Find every line in the records below that holds the word "const", and copy it out.

(Saved data entries)
== Segment start ==

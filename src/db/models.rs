//! Database Models - structs representing database tables (used by sqlx/serde).

use chrono::{DateTime, NaiveDate, Utc};
use serde::{Deserialize, Serialize};
use sqlx::FromRow;

/// Full user row, including the password hash. Never serialized to clients.
#[derive(Debug, Clone, FromRow)]
pub struct User {
    pub id: i32,
    pub username: String,
    pub email: String,
    pub password_hash: String,
    pub role: String,
    pub active: bool,
    pub photographer_id: Option<i32>,
    pub organizer_id: Option<i32>,
    pub avatar_id: Option<i32>,
    pub created_at: DateTime<Utc>,
}

/// User as returned by the API: everything but the password hash.
#[derive(Debug, Clone, PartialEq, FromRow, Serialize, Deserialize)]
pub struct PublicUser {
    pub id: i32,
    pub username: String,
    pub email: String,
    pub role: String,
    pub active: bool,
    pub photographer_id: Option<i32>,
    pub organizer_id: Option<i32>,
    pub avatar_id: Option<i32>,
    pub created_at: DateTime<Utc>,
}

impl PublicUser {
    pub fn is_admin(&self) -> bool {
        self.role == ROLE_ADMIN
    }
}

impl From<User> for PublicUser {
    fn from(user: User) -> Self {
        Self {
            id: user.id,
            username: user.username,
            email: user.email,
            role: user.role,
            active: user.active,
            photographer_id: user.photographer_id,
            organizer_id: user.organizer_id,
            avatar_id: user.avatar_id,
            created_at: user.created_at,
        }
    }
}

pub const ROLE_ADMIN: &str = "admin";
pub const ROLE_USER: &str = "user";

/// New user for insertion
#[derive(Debug, Clone)]
pub struct NewUser {
    pub username: String,
    pub email: String,
    pub password_hash: String,
}

/// Account fields an update may touch; `None` leaves the column as is.
#[derive(Debug, Clone, Default)]
pub struct AccountChanges {
    pub email: Option<String>,
    pub role: Option<String>,
    pub active: Option<bool>,
}

#[derive(Debug, Clone, FromRow, Serialize, Deserialize)]
pub struct Photographer {
    pub id: i32,
    pub name: String,
    pub bio: Option<String>,
    pub website: Option<String>,
    pub avatar_id: Option<i32>,
    pub is_beginner: bool,
    pub created_at: DateTime<Utc>,
}

#[derive(Debug, Clone, FromRow, Serialize, Deserialize)]
pub struct Organizer {
    pub id: i32,
    pub name: String,
    pub description: Option<String>,
    pub website: Option<String>,
    pub avatar_id: Option<i32>,
    pub is_beginner: bool,
    pub created_at: DateTime<Utc>,
}

#[derive(Debug, Clone, FromRow, Serialize, Deserialize)]
pub struct Event {
    pub id: i32,
    pub name: String,
    pub description: Option<String>,
    pub location: Option<String>,
    pub date: Option<NaiveDate>,
    pub organizer_id: Option<i32>,
    pub cover_image_id: Option<i32>,
    pub created_at: DateTime<Utc>,
}

#[derive(Debug, Clone, FromRow, Serialize, Deserialize)]
pub struct Photo {
    pub id: i32,
    pub event_id: Option<i32>,
    pub photographer_id: i32,
    pub likes: i32,
    pub date: Option<NaiveDate>,
    pub created_at: DateTime<Utc>,
}

/// Photo joined with its event, photographer and tag names.
#[derive(Debug, Clone, FromRow, Serialize, Deserialize)]
pub struct PhotoDetails {
    pub id: i32,
    pub event_id: Option<i32>,
    pub photographer_id: i32,
    pub likes: i32,
    pub date: Option<NaiveDate>,
    pub created_at: DateTime<Utc>,
    pub event_name: Option<String>,
    pub photographer_name: Option<String>,
    pub tags: Vec<String>,
}

#[derive(Debug, Clone, PartialEq, FromRow, Serialize, Deserialize)]
pub struct Tag {
    pub id: i32,
    pub name: String,
}

/// Binary payload loaded from one of the `storage.*` tables.
#[derive(Debug, Clone, FromRow)]
pub struct StoredBlob {
    pub data: Vec<u8>,
    pub content_type: String,
    pub original_name: Option<String>,
}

== Segment end ==

Answer to this task:
pub const ROLE_ADMIN: &str = "admin";
pub const ROLE_USER: &str = "user";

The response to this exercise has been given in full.